He would take the lessons learned from the study of nature as the foundation on which to reconstruct the Christian faith. He would single-handedly remake all the dogmas of his own Catholic Church, and he would at the same time remake the world of modern science on the model suggested by his personal experience of God.". . .
Can science and religion be successfully remarried? Can a reunion of these old lovers infuse new vitality to the whole of western culture, as Teilhard passionately asserted it would, or, as his critics suggest, does Teilhard accomplish the reconciliation of science and religion at the expense of both partners to the marriage?" PIERRE TEILHARD DE CHARDIN Toward a Science Charged with Faith Chapter 5 of God and Science by Charles P. Henderson
(RECOMMENDED READING:
http://crosscurrents.org/chardin/htm)

Teilhard himself wrote: "All around us, to right and left, in front and behind, above and below, we have only to go a little beyond the frontier of sensible appearances in order to see the divine welling up and showing through. But it is not only close to us, in front of us, that the divine presence has revealed itself. It has sprung up universally, and we find ourselves so surrounded and transfixed by it, that there is no room left to fall down and adore it, even within ourselves.

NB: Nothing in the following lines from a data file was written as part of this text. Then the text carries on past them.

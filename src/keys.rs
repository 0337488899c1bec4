//! Key layout of the shared store.
//!
//! ```text
//! master                              leader pointer (TTL)
//! master:term                         fencing term, bumped on each fresh claim
//! nodes:{zone}:{name}                 node address (TTL)
//! jobs:containers:{name}              serialized container config
//! jobs:images:{image}                 serialized image job
//! jobs:placements:{kind}:{name}       placement record
//! nodes:jobs:{node}:{kind}:{name}     per-node assignment index
//! ```

pub const MASTER_KEY: &str = "master";
pub const MASTER_TERM_KEY: &str = "master:term";
pub const NODE_KEY: &str = "nodes";
pub const CONTAINER_JOB_KEY: &str = "jobs:containers";
pub const IMAGE_JOB_KEY: &str = "jobs:images";
pub const PLACEMENT_KEY: &str = "jobs:placements";
pub const NODE_JOB_KEY: &str = "nodes:jobs";

pub fn node_key(zone: &str, name: &str) -> String {
    format!("{NODE_KEY}:{zone}:{name}")
}

pub fn zone_prefix(zone: &str) -> String {
    format!("{NODE_KEY}:{zone}:")
}

pub fn all_nodes_prefix() -> String {
    format!("{NODE_KEY}:")
}

/// Splits `nodes:{zone}:{name}` into `(zone, name)`.
///
/// Keys from the assignment index (`nodes:jobs:...`) are not node entries.
pub fn parse_node_key(key: &str) -> Option<(&str, &str)> {
    let rest = key.strip_prefix(NODE_KEY)?.strip_prefix(':')?;
    let (zone, name) = rest.split_once(':')?;
    if zone == "jobs" || zone.is_empty() || name.is_empty() || name.contains(':') {
        return None;
    }
    Some((zone, name))
}

pub fn container_job_key(name: &str) -> String {
    format!("{CONTAINER_JOB_KEY}:{name}")
}

pub fn image_job_key(image: &str) -> String {
    format!("{IMAGE_JOB_KEY}:{image}")
}

pub fn placement_key(kind: &str, name: &str) -> String {
    format!("{PLACEMENT_KEY}:{kind}:{name}")
}

pub fn node_jobs_prefix(node: &str) -> String {
    format!("{NODE_JOB_KEY}:{node}:")
}

pub fn node_job_key(node: &str, kind: &str, name: &str) -> String {
    format!("{NODE_JOB_KEY}:{node}:{kind}:{name}")
}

By means of all created things, without exception, the divine assails us, penetrates us and moulds us. We imagined it as distant and inaccessible, whereas in fact we live steeped in its burning layers. In eo vivimus. As Jacob said, awakening from his dream, the world, this palpable world, which we were wont to treat with the boredom and disrespect with which we habitually regard places with no sacred association for us, is in truth a holy place, and we did not know it. Venite, adoremus" Pierre Teilhard de Chardin, The Divine Milieu: An Essay on the Interior Life (New York: Harper and Row, 1968), p. 112.